• The firm's profit before tax stood at Sh8.2 billion for the period under review.
• This represents a 216% YoY growth compared to a loss before tax of Sh7.04 billion.
Electricity distributor Kenya Power has bounced back to profitability, reporting Sh1.5 billion in net earnings for the year ended June 30 compared to a Sh939 million loss last year.
The firm's profit before tax stood at Sh8.2 billion for the period under review, representing a 216% YoY growth compared to a loss before tax of Sh7.04 billion.
The power provider has attributed the strong performance to growth in sales and revenue, as well as a double digit reduction in costs and expenses.
Unit sales for the year under review recorded a five per cent growth from 8,171 GWh to 8,571 GWh which was mainly driven by 716,206 new customer connections who contributed an additional 400 GWh, and a rebound of the economy from the effects of the Covid-19 pandemic.
All customer segments recorded growth, with commercial and industrial growing by 4.8 per cent, small commercial by 5.1 per cent, domestic customers by 4.9 per cent and Street-lighting by 10.2 per cent.
Revenue recorded an 8.2 per cent jump from Sh133.3 billion the previous year to Sh144.1 billion, mainly due to an expanded customer base, and heightened revenue protection activities driven by increased field presence.
Kenya Power chairperson Vivienne Yeda said the strong performance was a credible indicator that the turnaround strategy, rolled out the previous financial year, was on course.

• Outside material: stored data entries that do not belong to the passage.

//! Sliding-window sample construction
//!
//! Every window is expressed relative to its own first price (the anchor):
//! `window[j] = (price[i + j] - price[i]) / price[i]`, and the target is the same
//! transform applied to `price[i + L]`. Windows are therefore scale-invariant, so one
//! model covers different price regimes.
//!
//! Precondition: prices are strictly positive. A zero anchor is not checked and
//! yields non-finite values.

use ndarray::{Array1, Array2, Axis, s};

/// Windows and targets, one row per anchor, in chronological order
#[derive(Debug, Clone)]
pub struct TrainingSet {
    /// `[samples, window_len]`
    pub inputs: Array2<f64>,
    /// `[samples]`
    pub targets: Array1<f64>,
}

impl TrainingSet {
    pub fn len(&self) -> usize {
        self.targets.len()
    }

    pub fn is_empty(&self) -> bool {
        self.targets.is_empty()
    }

    pub fn window_len(&self) -> usize {
        self.inputs.ncols()
    }

    /// Positional split: the leading `1 - validation_fraction` share trains, the tail validates.
    ///
    /// Adjacent windows overlap, so the first validation windows share raw prices with
    /// the last training windows. That leakage is kept as-is for metric comparability.
    pub fn split(&self, validation_fraction: f64) -> (TrainingSet, TrainingSet) {
        let train_len = ((self.len() as f64) * (1.0 - validation_fraction)).floor() as usize;
        let train_len = train_len.min(self.len());
        (self.rows(0, train_len), self.rows(train_len, self.len()))
    }

    /// Gathers the given rows (used for shuffled mini-batches)
    pub fn select(&self, indices: &[usize]) -> TrainingSet {
        TrainingSet {
            inputs: self.inputs.select(Axis(0), indices),
            targets: self.targets.select(Axis(0), indices),
        }
    }

    fn rows(&self, start: usize, end: usize) -> TrainingSet {
        TrainingSet {
            inputs: self.inputs.slice(s![start..end, ..]).to_owned(),
            targets: self.targets.slice(s![start..end]).to_owned(),
        }
    }
}

/// Number of samples `build_windows` produces for `n` prices
pub fn window_count(n: usize, window_len: usize) -> usize {
    n.saturating_sub(window_len + 2)
}

/// Builds all `(window, target)` pairs for anchors `1 ..= n - window_len - 2`.
///
/// Anchor 0 is never used, and the last usable target index is `n - 2`.
/// Returns an empty set when `n <= window_len + 2`.
pub fn build_windows(prices: &[f64], window_len: usize) -> TrainingSet {
    let count = window_count(prices.len(), window_len);
    let mut inputs = Array2::<f64>::zeros((count, window_len));
    let mut targets = Array1::<f64>::zeros(count);

    for (row, anchor_idx) in (1..=count).enumerate() {
        let anchor = prices[anchor_idx];
        for j in 0..window_len {
            inputs[[row, j]] = (prices[anchor_idx + j] - anchor) / anchor;
        }
        targets[row] = (prices[anchor_idx + window_len] - anchor) / anchor;
    }

    TrainingSet { inputs, targets }
}

#[cfg(test)]
mod tests {
    use super::*;

    fn linear(n: usize) -> Vec<f64> {
        (0..n).map(|i| 100.0 + i as f64).collect()
    }

    #[test]
    fn test_window_count_matches_formula() {
        for n in [0, 5, 12, 13, 14, 50, 200] {
            let set = build_windows(&linear(n), 10);
            assert_eq!(set.len(), n.saturating_sub(12), "n = {}", n);
            assert_eq!(set.window_len(), 10);
        }
    }

    #[test]
    fn test_too_short_series_is_empty() {
        assert!(build_windows(&linear(12), 10).is_empty());
        assert_eq!(build_windows(&linear(13), 10).len(), 1);
    }

    #[test]
    fn test_first_element_is_zero() {
        let set = build_windows(&[10.0, 20.0, 15.0, 30.0, 45.0, 60.0, 5.0, 8.0], 3);
        for row in set.inputs.rows() {
            assert_eq!(row[0], 0.0);
        }
    }

    #[test]
    fn test_relative_values_and_target() {
        // anchor index 1 -> price 20
        let prices = [10.0, 20.0, 30.0, 10.0, 40.0, 50.0];
        let set = build_windows(&prices, 2);
        assert_eq!(set.len(), 2);
        assert_eq!(set.inputs.row(0).to_vec(), vec![0.0, 0.5]);
        assert_eq!(set.targets[0], -0.5);
        // anchor index 2 -> price 30
        assert!((set.inputs[[1, 1]] - (10.0 - 30.0) / 30.0).abs() < 1e-12);
        assert!((set.targets[1] - (40.0 - 30.0) / 30.0).abs() < 1e-12);
    }

    #[test]
    fn test_split_is_positional() {
        let set = build_windows(&linear(200), 10);
        let (train, validation) = set.split(0.2);
        assert_eq!(train.len(), 150);
        assert_eq!(validation.len(), 38);
        assert_eq!(train.inputs.row(0), set.inputs.row(0));
        assert_eq!(validation.inputs.row(0), set.inputs.row(150));
        assert_eq!(validation.targets[37], set.targets[187]);
    }

    #[test]
    fn test_select_gathers_rows() {
        let set = build_windows(&linear(30), 5);
        let picked = set.select(&[3, 0]);
        assert_eq!(picked.inputs.row(0), set.inputs.row(3));
        assert_eq!(picked.targets[1], set.targets[0]);
    }
}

The strategy focuses on five core focus areas, namely improving customer experience, growing sales, enhancing revenue collection, enhancing system efficiency, and prudent cost management.
“As a company, we are pleased with this set of results because it is a clear demonstration that the investments we have made in driving a strong performance by the core business lines are beginning to bear fruits,'' Yeda said.
She added that they are cognisant of the fact that a lot more needs to be done to fully transform Kenya Power into a 21st century organisation.
In the year under review, the Company also undertook greater cost management and resource optimisation initiatives.
As a result, operating expenses dropped by 17 per centfrom Sh47.8 billion to Sh39.9 billion mainly due to a reduction in provisions for trade and receivables from Sh3.27 billion the previous year to Sh354 million, which was mainly driven by accounting for revenue, and enhanced revenue collection initiatives.
Finance costs also registered a 27 per cent reduction from Sh12.5 billion in FY2020/21 to Sh9 billion due to a decrease in interest on loans and overdrafts as a result of a Sh20.26 billon repayment of commercial loans which included the partial conversion of overdrafts into a term loan.
System losses, which had risen to 25.21per cent in the first half of the year, were reduced to 22.7 per cent in the second half.
This followed the deployment of a focussed approach premised on the timely metering of customers, replacement of faulty meters, curbing electricity theft arising from meter by-passes and illegal connections, as well as the deployment of data analytics to identify and deal with electricity theft in the large power customer segment.
Overall system efficiency stood at 76.05 per cent as at the end of June 2021.
To further improve system efficiency, the company is planning to increase the coverage of the Advanced Metering Infrastructure (AMI) project, which presently covers 6,718 or 80 per cent of large power customers to full coverage by the end of 2022.
Plans are also underway to expand SME coverage, which stands at 54,272 SMEs, by a further 67,000 during this financial year. The Company has also completed the regional border metering project and is stepping up the implementation of feeder and transformer metering, currently at 33 per cent and 95 per cent completion respectively, to aid in identifying high loss feeders for targeted interventions.
The Company is primarily purchasing green energy, which currently accounts for more than 92 per cent of our total energy mix, making it one of the best ratios in the world.
"Affordable storage will enhance our efficiencies which will in turn increase our reliability and result in more affordable power. As an organization, we are well positioned to take a leadership role in these developments in order to improve customer satisfaction, and ensure the sustainability of our business,” the chairman added.